┌─ Exercise data

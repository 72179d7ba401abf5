//====================================================================

use std::path::{Path, PathBuf};

use common::ImageHandle;
use thiserror::Error;
use winit::window::{BadIcon, Icon};

//====================================================================

pub const SPRITE_ERROR_PATH: &str = "assets/sprite_error.png";

const BUILTIN_SPRITE_SIZE: u32 = 64;
const BUILTIN_SPRITE_CELL: u32 = 8;

#[derive(Error, Debug)]
pub enum AssetError {
    #[error("Unable to load image '{path}': {source}")]
    Image {
        path: PathBuf,
        source: image::ImageError,
    },

    #[error("Unable to build icon: {0}")]
    Icon(#[from] BadIcon),

    #[error("Cannot scale a {width}px wide image to {target}px")]
    InvalidScale { width: u32, target: u32 },
}

/// Where a fighter's sprite ended up coming from.
#[derive(Clone, Copy, Debug, PartialEq, Eq)]
pub enum SpriteSource {
    /// The requested file.
    Loaded,
    /// The error sprite on disk.
    Fallback,
    /// Neither file could be read, so a generated image is used.
    Builtin,
}

//====================================================================

pub fn load_image(path: impl AsRef<Path>) -> Result<ImageHandle, AssetError> {
    let path = path.as_ref();

    let image = image::open(path).map_err(|source| AssetError::Image {
        path: path.to_path_buf(),
        source,
    })?;

    log::debug!(
        "Loaded image '{}' ({}x{})",
        path.display(),
        image.width(),
        image.height()
    );

    Ok(ImageHandle::new(image.to_rgba8()))
}

/// Loads a sprite, never failing: the requested file, then the error sprite on
/// disk, then a generated checkerboard.
pub fn load_sprite(path: impl AsRef<Path>) -> (ImageHandle, SpriteSource) {
    let path = path.as_ref();

    match load_image(path) {
        Ok(image) => return (image, SpriteSource::Loaded),
        Err(e) => log::warn!("{}. Using error sprite instead", e),
    }

    if path != Path::new(SPRITE_ERROR_PATH) {
        match load_image(SPRITE_ERROR_PATH) {
            Ok(image) => return (image, SpriteSource::Fallback),
            Err(e) => log::warn!("{}", e),
        }
    }

    log::warn!("Using built-in error sprite");
    (builtin_error_sprite(), SpriteSource::Builtin)
}

pub fn builtin_error_sprite() -> ImageHandle {
    let image = image::RgbaImage::from_fn(BUILTIN_SPRITE_SIZE, BUILTIN_SPRITE_SIZE, |x, y| {
        match (x / BUILTIN_SPRITE_CELL + y / BUILTIN_SPRITE_CELL) % 2 {
            0 => image::Rgba([255, 0, 255, 255]),
            _ => image::Rgba([0, 0, 0, 255]),
        }
    });

    ImageHandle::new(image)
}

pub fn load_icon(path: impl AsRef<Path>) -> Result<Icon, AssetError> {
    let image = load_image(path)?;
    let (width, height) = (image.width(), image.height());

    Ok(Icon::from_rgba(image.image().as_raw().clone(), width, height)?)
}

//====================================================================

/// Resizes `image` to `width` pixels, keeping its aspect ratio.
pub fn scale_to_width(image: &ImageHandle, width: u32) -> Result<ImageHandle, AssetError> {
    let old_width = image.width();

    if old_width == 0 || width == 0 {
        return Err(AssetError::InvalidScale {
            width: old_width,
            target: width,
        });
    }

    let height = (u64::from(image.height()) * u64::from(width) + u64::from(old_width) / 2)
        / u64::from(old_width);
    let height = u32::try_from(height.max(1)).map_err(|_| AssetError::InvalidScale {
        width: old_width,
        target: width,
    })?;

    let scaled = image::imageops::resize(
        image.image(),
        width,
        height,
        image::imageops::FilterType::Nearest,
    );

    Ok(ImageHandle::new(scaled))
}

/// [`scale_to_width`], falling back to the untouched image on failure.
pub fn scale_or_keep(image: &ImageHandle, width: u32) -> ImageHandle {
    match scale_to_width(image, width) {
        Ok(scaled) => scaled,
        Err(e) => {
            log::error!("{}. Keeping original image", e);
            image.clone()
        }
    }
}

/// Largest `max_width × max_height` region of `image` starting at the top-left.
pub fn crop(image: &ImageHandle, max_width: u32, max_height: u32) -> ImageHandle {
    if image.width() <= max_width && image.height() <= max_height {
        return image.clone();
    }

    let cropped = image::imageops::crop_imm(
        image.image(),
        0,
        0,
        image.width().min(max_width),
        image.height().min(max_height),
    )
    .to_image();

    ImageHandle::new(cropped)
}

//====================================================================

/// White ellipse filling a `width × height` transparent image.
pub fn ellipse(width: u32, height: u32) -> ImageHandle {
    let radius = glam::vec2(width as f32 / 2., height as f32 / 2.);

    let image = image::RgbaImage::from_fn(width.max(1), height.max(1), |x, y| {
        let pixel = glam::vec2(x as f32 + 0.5, y as f32 + 0.5);
        let offset = (pixel - radius) / radius.max(glam::Vec2::ONE);

        match offset.length_squared() <= 1. {
            true => image::Rgba([255, 255, 255, 255]),
            false => image::Rgba([0, 0, 0, 0]),
        }
    });

    ImageHandle::new(image)
}

/// White rectangle with a black `border` pixel outline.
pub fn outlined_rect(width: u32, height: u32, border: u32) -> ImageHandle {
    let (width, height) = (width.max(1), height.max(1));

    let image = image::RgbaImage::from_fn(width, height, |x, y| {
        let edge = x < border || y < border || x + border >= width || y + border >= height;

        match edge {
            true => image::Rgba([0, 0, 0, 255]),
            false => image::Rgba([255, 255, 255, 255]),
        }
    });

    ImageHandle::new(image)
}

//====================================================================

#[cfg(test)]
mod tests {
    use super::*;
    use crate::testing::write_png;

    #[test]
    fn test_load_image_reads_dimensions() {
        let dir = tempfile::tempdir().unwrap();
        let path = write_png(dir.path(), "sprite.png", 48, 32);

        let image = load_image(&path).unwrap();
        assert_eq!((image.width(), image.height()), (48, 32));
    }

    #[test]
    fn test_load_image_missing_file_is_an_error() {
        let dir = tempfile::tempdir().unwrap();
        let err = load_image(dir.path().join("missing.png")).unwrap_err();

        assert!(matches!(err, AssetError::Image { .. }));
    }

    #[test]
    fn test_load_sprite_never_fails() {
        let dir = tempfile::tempdir().unwrap();
        let (image, source) = load_sprite(dir.path().join("missing.png"));

        assert_ne!(source, SpriteSource::Loaded);
        assert!(image.width() > 0);
    }

    #[test]
    fn test_scale_to_width_keeps_aspect_ratio() {
        let image = ImageHandle::new(image::RgbaImage::new(300, 200));
        let scaled = scale_to_width(&image, 150).unwrap();

        assert_eq!((scaled.width(), scaled.height()), (150, 100));
    }

    #[test]
    fn test_scale_to_width_never_reaches_zero_height() {
        let image = ImageHandle::new(image::RgbaImage::new(1000, 1));
        let scaled = scale_to_width(&image, 10).unwrap();

        assert_eq!((scaled.width(), scaled.height()), (10, 1));
    }

    #[test]
    fn test_scale_or_keep_returns_original_on_failure() {
        let image = ImageHandle::new(image::RgbaImage::new(30, 20));
        let kept = scale_or_keep(&image, 0);

        assert_eq!(kept, image);
    }

    #[test]
    fn test_crop_only_when_needed() {
        let image = ImageHandle::new(image::RgbaImage::new(800, 300));

        let cropped = crop(&image, 698, 348);
        assert_eq!((cropped.width(), cropped.height()), (698, 300));

        let small = ImageHandle::new(image::RgbaImage::new(10, 10));
        assert_eq!(crop(&small, 698, 348), small);
    }

    #[test]
    fn test_ellipse_is_transparent_in_corners() {
        let shadow = ellipse(40, 30);
        let pixels = shadow.image();

        assert_eq!(pixels.get_pixel(0, 0).0[3], 0);
        assert_eq!(pixels.get_pixel(20, 15).0[3], 255);
    }

    #[test]
    fn test_outlined_rect_border() {
        let rect = outlined_rect(20, 15, 3);
        let pixels = rect.image();

        assert_eq!(pixels.get_pixel(0, 0).0, [0, 0, 0, 255]);
        assert_eq!(pixels.get_pixel(2, 7).0, [0, 0, 0, 255]);
        assert_eq!(pixels.get_pixel(19, 14).0, [0, 0, 0, 255]);
        assert_eq!(pixels.get_pixel(10, 7).0, [255, 255, 255, 255]);
    }
}

//====================================================================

└─

* Work to complete: Each line in the entries above, starting at the line with "to load image" and ending at the line with "if path != Path::new(SPRITE_ERROR_PATH)", is to be printed exactly, and only those lines.

* Solution below:
    #[error("Unable to load image '{path}': {source}")]
    Image {
        path: PathBuf,
        source: image::ImageError,
    },

    #[error("Unable to build icon: {0}")]
    Icon(#[from] BadIcon),

    #[error("Cannot scale a {width}px wide image to {target}px")]
    InvalidScale { width: u32, target: u32 },
}

/// Where a fighter's sprite ended up coming from.
#[derive(Clone, Copy, Debug, PartialEq, Eq)]
pub enum SpriteSource {
    /// The requested file.
    Loaded,
    /// The error sprite on disk.
    Fallback,
    /// Neither file could be read, so a generated image is used.
    Builtin,
}

//====================================================================

pub fn load_image(path: impl AsRef<Path>) -> Result<ImageHandle, AssetError> {
    let path = path.as_ref();

    let image = image::open(path).map_err(|source| AssetError::Image {
        path: path.to_path_buf(),
        source,
    })?;

    log::debug!(
        "Loaded image '{}' ({}x{})",
        path.display(),
        image.width(),
        image.height()
    );

    Ok(ImageHandle::new(image.to_rgba8()))
}

/// Loads a sprite, never failing: the requested file, then the error sprite on
/// disk, then a generated checkerboard.
pub fn load_sprite(path: impl AsRef<Path>) -> (ImageHandle, SpriteSource) {
    let path = path.as_ref();

    match load_image(path) {
        Ok(image) => return (image, SpriteSource::Loaded),
        Err(e) => log::warn!("{}. Using error sprite instead", e),
    }

    if path != Path::new(SPRITE_ERROR_PATH) {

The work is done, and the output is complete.